L'eventuale trasferimento di Infantino al trentottesimo piano del celebre edificio di New York comporterebbe un mutamento radicale nelle dinamiche geopolitiche, ma solleva anche forti perplessità sulla sua capacità di gestire crisi di portata umanitaria. In un contesto mondiale martoriato da conflitti bellici, instabilità cronica dei mercati finanziari e minacce sempre più concrete legate al cambiamento climatico, l'approccio orientato esclusivamente agli affari tipico del dirigente sportivo potrebbe influenzare pesantemente l'agenda diplomatica globale. Molti analisti sostengono che, una volta insediatosi nel ruolo di Segretario Generale, Infantino finirebbe per dare priorità alle opportunità d'affari e alle partnership economiche, mettendo inevitabilmente in secondo piano le delicate questioni di equilibrio internazionale e di pace che il ruolo imporrebbe di affrontare con massima urgenza e neutralità. Il rischio è che la diplomazia mondiale venga trasformata in una sorta di grande evento commerciale, ricalcando il modello già applicato con successo, ma non senza polemiche, ai campionati mondiali di calcio.

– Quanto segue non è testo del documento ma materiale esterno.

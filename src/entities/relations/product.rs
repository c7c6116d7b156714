//! Product entity - a reviewable item.

use sea_orm::entity::prelude::*;
use serde::{Deserialize, Serialize};

/// Product database model
#[derive(Clone, Debug, PartialEq, Eq, DeriveEntityModel, Serialize, Deserialize)]
#[sea_orm(table_name = "products")]
pub struct Model {
    /// Unique identifier for the product
    #[sea_orm(primary_key)]
    pub id: i64,
    /// Product name, unique across products
    #[sea_orm(unique)]
    pub name: String,
}

/// Defines relationships between Product and other entities
#[derive(Copy, Clone, Debug, EnumIter, DeriveRelation)]
pub enum Relation {
    /// One product has many reviews
    #[sea_orm(has_many = "super::review::Entity")]
    Reviews,
}

impl Related<super::review::Entity> for Entity {
    fn to() -> RelationDef {
        Relation::Reviews.def()
    }
}

impl ActiveModelBehavior for ActiveModel {}
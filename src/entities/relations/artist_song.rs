//! Junction entity for the artist/song many-to-many link.

use sea_orm::entity::prelude::*;
use serde::{Deserialize, Serialize};

/// One artist performing one song
#[derive(Clone, Debug, PartialEq, Eq, DeriveEntityModel, Serialize, Deserialize)]
#[sea_orm(table_name = "artists_songs")]
pub struct Model {
    /// Performing artist
    #[sea_orm(primary_key, auto_increment = false)]
    pub artist_id: i64,
    /// Performed song
    #[sea_orm(primary_key, auto_increment = false)]
    pub song_id: i64,
}

#[derive(Copy, Clone, Debug, EnumIter, DeriveRelation)]
pub enum Relation {
    /// Link side pointing at the artist
    #[sea_orm(
        belongs_to = "super::artist::Entity",
        from = "Column::ArtistId",
        to = "super::artist::Column::Id",
        on_delete = "Cascade"
    )]
    Artist,
    /// Link side pointing at the song
    #[sea_orm(
        belongs_to = "super::song::Entity",
        from = "Column::SongId",
        to = "super::song::Column::Id",
        on_delete = "Cascade"
    )]
    Song,
}

impl Related<super::artist::Entity> for Entity {
    fn to() -> RelationDef {
        Relation::Artist.def()
    }
}

impl Related<super::song::Entity> for Entity {
    fn to() -> RelationDef {
        Relation::Song.def()
    }
}

impl ActiveModelBehavior for ActiveModel {}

Nonostante l'entusiasmo che tale notizia potrebbe generare in chi auspica un cambiamento immediato ai vertici della FIFA, la realizzazione concreta di questo progetto appare irta di ostacoli quasi insormontabili. Storicamente, le nomine per la guida dell'ONU non sono quasi mai avvenute sotto l'egida diretta e unilaterale degli Stati Uniti, e l'appoggio esplicito di un presidente divisivo come Donald Trump potrebbe trasformarsi in quello che gli esperti definiscono il bacio della morte per qualsiasi candidato, anche per quelli più strutturati. La resistenza naturale degli altri stati membri e la complessità dei processi elettivi internazionali, che richiedono un consenso vasto e trasversale, rendono l'ascesa di Infantino al Palazzo di Vetro un'ipotesi più suggestiva che realizzabile nel breve periodo. È difficile immaginare che le grandi potenze mondiali accettino passivamente un candidato così strettamente legato agli interessi americani e privo di una solida carriera diplomatica alle spalle.

Anche qualora Infantino dovesse effettivamente lasciare il suo incarico sportivo per intraprendere la carriera diplomatica, il futuro della FIFA non sembra destinato a una svolta verso la trasparenza assoluta o a un ritorno alla decenza gestionale. Dopo le ere segnate da Sepp Blatter e dallo stesso Infantino, la federazione internazionale si è consolidata come una vera e propria miniera d'oro, caratterizzata da flussi finanziari immensi e da una struttura decisionale che lascia pochissimo spazio al controllo esterno. Il timore diffuso tra gli addetti ai lavori è che il solco tracciato negli ultimi anni porti inevitabilmente alla nomina di un successore con caratteristiche simili, un altro dirigente pragmatico che prosegua sulla medesima linea d'azione senza mettere in discussione il sistema di potere vigente. Di conseguenza, nonostante le clamorose indiscrezioni provenienti da Washington, il regno di Gianni Infantino sul calcio mondiale potrebbe essere ancora molto lungo, mantenendo intatti gli equilibri di una macchina organizzativa che appare ormai impermeabile ai cambiamenti radicali.